[Dataset items]
────────
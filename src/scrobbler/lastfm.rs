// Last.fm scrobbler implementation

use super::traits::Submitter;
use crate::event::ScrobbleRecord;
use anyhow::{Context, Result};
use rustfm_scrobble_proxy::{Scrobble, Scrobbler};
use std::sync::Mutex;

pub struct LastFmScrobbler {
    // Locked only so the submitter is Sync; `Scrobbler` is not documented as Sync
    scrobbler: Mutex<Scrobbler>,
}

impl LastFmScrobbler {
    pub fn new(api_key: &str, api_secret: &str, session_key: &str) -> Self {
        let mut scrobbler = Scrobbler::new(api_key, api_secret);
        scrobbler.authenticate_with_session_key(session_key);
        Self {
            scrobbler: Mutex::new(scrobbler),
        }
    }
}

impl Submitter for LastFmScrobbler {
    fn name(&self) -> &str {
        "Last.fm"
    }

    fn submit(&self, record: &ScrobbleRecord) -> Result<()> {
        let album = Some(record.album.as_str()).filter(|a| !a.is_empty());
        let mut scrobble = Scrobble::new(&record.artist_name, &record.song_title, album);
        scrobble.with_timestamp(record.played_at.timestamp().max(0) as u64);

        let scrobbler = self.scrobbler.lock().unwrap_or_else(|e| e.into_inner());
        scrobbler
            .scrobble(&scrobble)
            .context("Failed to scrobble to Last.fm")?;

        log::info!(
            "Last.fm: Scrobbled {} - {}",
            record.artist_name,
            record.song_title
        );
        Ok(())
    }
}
────────
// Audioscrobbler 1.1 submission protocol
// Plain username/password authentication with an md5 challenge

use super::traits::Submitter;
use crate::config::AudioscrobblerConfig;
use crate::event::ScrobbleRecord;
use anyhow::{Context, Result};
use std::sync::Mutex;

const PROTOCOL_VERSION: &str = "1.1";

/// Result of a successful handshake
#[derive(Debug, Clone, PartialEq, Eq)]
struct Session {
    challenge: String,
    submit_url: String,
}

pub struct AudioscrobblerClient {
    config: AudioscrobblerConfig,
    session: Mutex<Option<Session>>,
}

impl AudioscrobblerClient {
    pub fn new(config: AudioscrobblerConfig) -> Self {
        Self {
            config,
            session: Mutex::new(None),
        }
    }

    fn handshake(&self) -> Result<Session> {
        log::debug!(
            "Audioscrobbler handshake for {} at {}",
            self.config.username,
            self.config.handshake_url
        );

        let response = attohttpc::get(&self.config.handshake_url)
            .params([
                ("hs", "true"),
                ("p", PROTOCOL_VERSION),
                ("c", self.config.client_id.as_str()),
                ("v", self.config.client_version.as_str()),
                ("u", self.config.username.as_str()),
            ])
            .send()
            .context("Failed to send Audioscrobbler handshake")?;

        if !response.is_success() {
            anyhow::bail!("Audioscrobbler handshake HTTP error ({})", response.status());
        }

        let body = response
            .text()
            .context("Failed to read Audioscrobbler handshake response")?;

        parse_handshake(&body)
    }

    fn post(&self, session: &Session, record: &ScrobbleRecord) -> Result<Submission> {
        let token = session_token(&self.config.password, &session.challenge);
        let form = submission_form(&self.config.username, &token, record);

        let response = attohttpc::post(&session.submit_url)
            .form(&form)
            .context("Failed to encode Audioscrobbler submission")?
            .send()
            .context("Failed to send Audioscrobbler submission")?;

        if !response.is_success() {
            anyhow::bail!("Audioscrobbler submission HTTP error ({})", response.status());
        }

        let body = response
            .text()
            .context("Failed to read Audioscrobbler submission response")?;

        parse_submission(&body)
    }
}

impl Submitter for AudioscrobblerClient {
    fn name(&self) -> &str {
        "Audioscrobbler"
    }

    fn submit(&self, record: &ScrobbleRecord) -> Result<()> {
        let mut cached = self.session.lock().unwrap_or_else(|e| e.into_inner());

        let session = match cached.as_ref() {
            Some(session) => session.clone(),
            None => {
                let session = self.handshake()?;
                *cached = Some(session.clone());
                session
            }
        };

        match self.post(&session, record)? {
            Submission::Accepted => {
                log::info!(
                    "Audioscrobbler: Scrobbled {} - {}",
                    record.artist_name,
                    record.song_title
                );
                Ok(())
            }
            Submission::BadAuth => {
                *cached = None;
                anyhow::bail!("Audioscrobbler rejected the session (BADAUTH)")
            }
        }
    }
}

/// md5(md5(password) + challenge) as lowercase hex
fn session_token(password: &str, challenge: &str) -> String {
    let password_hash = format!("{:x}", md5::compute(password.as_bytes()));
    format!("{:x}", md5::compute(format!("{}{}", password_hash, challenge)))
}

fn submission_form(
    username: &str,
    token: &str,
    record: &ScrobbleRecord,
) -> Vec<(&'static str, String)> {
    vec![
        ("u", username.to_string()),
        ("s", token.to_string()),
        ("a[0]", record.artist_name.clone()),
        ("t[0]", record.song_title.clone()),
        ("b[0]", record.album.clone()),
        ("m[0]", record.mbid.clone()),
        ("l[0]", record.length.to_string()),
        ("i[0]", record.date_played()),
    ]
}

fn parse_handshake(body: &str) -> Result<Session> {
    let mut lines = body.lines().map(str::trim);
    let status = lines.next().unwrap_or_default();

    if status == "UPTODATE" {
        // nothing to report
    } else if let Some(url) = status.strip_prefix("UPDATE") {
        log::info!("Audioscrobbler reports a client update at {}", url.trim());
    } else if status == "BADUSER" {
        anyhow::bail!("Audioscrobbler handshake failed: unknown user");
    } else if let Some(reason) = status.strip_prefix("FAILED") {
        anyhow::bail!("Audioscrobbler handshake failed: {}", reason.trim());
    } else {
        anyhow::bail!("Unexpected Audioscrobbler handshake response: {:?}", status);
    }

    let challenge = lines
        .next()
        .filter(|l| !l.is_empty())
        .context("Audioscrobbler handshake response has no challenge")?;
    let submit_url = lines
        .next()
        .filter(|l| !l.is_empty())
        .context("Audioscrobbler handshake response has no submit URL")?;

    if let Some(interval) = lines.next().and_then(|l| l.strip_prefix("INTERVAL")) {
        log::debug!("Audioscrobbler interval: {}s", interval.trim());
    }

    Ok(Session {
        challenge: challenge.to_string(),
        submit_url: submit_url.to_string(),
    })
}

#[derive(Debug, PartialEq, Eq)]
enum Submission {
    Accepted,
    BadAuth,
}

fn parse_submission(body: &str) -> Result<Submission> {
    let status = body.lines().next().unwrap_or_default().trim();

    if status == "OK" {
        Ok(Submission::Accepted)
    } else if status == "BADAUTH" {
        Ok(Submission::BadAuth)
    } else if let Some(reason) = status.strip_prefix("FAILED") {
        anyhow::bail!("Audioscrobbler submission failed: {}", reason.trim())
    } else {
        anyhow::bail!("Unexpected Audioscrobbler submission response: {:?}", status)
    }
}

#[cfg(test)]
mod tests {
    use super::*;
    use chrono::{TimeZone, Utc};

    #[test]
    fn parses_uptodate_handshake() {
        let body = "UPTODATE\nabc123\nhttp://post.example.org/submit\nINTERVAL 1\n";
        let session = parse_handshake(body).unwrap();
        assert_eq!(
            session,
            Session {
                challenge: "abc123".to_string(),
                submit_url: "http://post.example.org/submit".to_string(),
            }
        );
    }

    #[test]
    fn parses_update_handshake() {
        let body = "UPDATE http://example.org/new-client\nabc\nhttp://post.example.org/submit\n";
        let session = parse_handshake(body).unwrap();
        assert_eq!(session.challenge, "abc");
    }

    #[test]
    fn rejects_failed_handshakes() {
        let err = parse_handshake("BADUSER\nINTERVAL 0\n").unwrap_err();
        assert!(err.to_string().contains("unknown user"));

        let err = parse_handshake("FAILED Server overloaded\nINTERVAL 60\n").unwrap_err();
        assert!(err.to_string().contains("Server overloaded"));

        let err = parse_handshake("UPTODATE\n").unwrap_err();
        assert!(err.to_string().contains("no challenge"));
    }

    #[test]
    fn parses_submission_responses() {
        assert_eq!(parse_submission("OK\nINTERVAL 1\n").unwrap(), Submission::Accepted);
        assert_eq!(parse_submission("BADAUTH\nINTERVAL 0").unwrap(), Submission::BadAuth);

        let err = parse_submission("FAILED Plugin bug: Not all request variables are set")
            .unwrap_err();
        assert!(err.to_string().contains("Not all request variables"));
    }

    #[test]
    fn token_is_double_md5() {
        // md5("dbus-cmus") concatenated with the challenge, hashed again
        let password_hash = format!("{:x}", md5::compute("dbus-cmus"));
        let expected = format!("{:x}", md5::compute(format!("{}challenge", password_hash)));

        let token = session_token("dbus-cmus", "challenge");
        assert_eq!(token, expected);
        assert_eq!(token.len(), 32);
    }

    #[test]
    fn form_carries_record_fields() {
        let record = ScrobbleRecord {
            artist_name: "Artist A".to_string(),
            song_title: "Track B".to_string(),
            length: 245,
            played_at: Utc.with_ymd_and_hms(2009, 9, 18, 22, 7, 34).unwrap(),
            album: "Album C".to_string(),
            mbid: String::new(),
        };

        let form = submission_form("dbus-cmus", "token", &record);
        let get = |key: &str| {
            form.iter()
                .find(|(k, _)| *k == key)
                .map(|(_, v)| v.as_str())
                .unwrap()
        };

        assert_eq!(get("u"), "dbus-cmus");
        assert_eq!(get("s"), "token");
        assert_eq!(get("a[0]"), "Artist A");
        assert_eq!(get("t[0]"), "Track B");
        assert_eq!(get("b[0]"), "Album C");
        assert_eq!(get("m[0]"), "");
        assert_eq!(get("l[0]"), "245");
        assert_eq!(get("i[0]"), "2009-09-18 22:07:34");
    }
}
────────
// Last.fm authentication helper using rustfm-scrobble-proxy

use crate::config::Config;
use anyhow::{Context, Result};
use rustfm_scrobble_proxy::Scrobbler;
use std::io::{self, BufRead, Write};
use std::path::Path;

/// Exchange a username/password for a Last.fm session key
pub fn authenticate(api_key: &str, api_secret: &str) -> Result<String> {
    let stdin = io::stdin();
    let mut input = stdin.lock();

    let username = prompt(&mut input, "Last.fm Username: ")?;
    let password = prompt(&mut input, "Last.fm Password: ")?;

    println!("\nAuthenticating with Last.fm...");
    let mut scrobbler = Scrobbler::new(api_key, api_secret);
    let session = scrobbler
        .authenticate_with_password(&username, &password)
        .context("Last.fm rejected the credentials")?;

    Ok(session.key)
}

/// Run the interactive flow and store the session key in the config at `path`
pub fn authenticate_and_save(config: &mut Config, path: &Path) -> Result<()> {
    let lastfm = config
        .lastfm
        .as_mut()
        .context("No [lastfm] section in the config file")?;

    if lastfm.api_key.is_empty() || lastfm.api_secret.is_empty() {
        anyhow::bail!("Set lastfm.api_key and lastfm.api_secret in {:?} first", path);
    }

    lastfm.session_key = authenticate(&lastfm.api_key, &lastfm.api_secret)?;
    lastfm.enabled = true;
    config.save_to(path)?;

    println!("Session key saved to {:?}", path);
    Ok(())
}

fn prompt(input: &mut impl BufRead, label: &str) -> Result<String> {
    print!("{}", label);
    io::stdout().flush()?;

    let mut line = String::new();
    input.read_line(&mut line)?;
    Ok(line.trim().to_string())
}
────────
Above are the entries. Quote exactly the lines from the one bearing "filename src/scrobbler/lastfm.rs" through the one bearing "documented as Sync".

• _Answer below_
filename src/scrobbler/lastfm.rs
// Last.fm scrobbler implementation

use super::traits::Submitter;
use crate::event::ScrobbleRecord;
use anyhow::{Context, Result};
use rustfm_scrobble_proxy::{Scrobble, Scrobbler};
use std::sync::Mutex;

pub struct LastFmScrobbler {
    // Locked only so the submitter is Sync; `Scrobbler` is not documented as Sync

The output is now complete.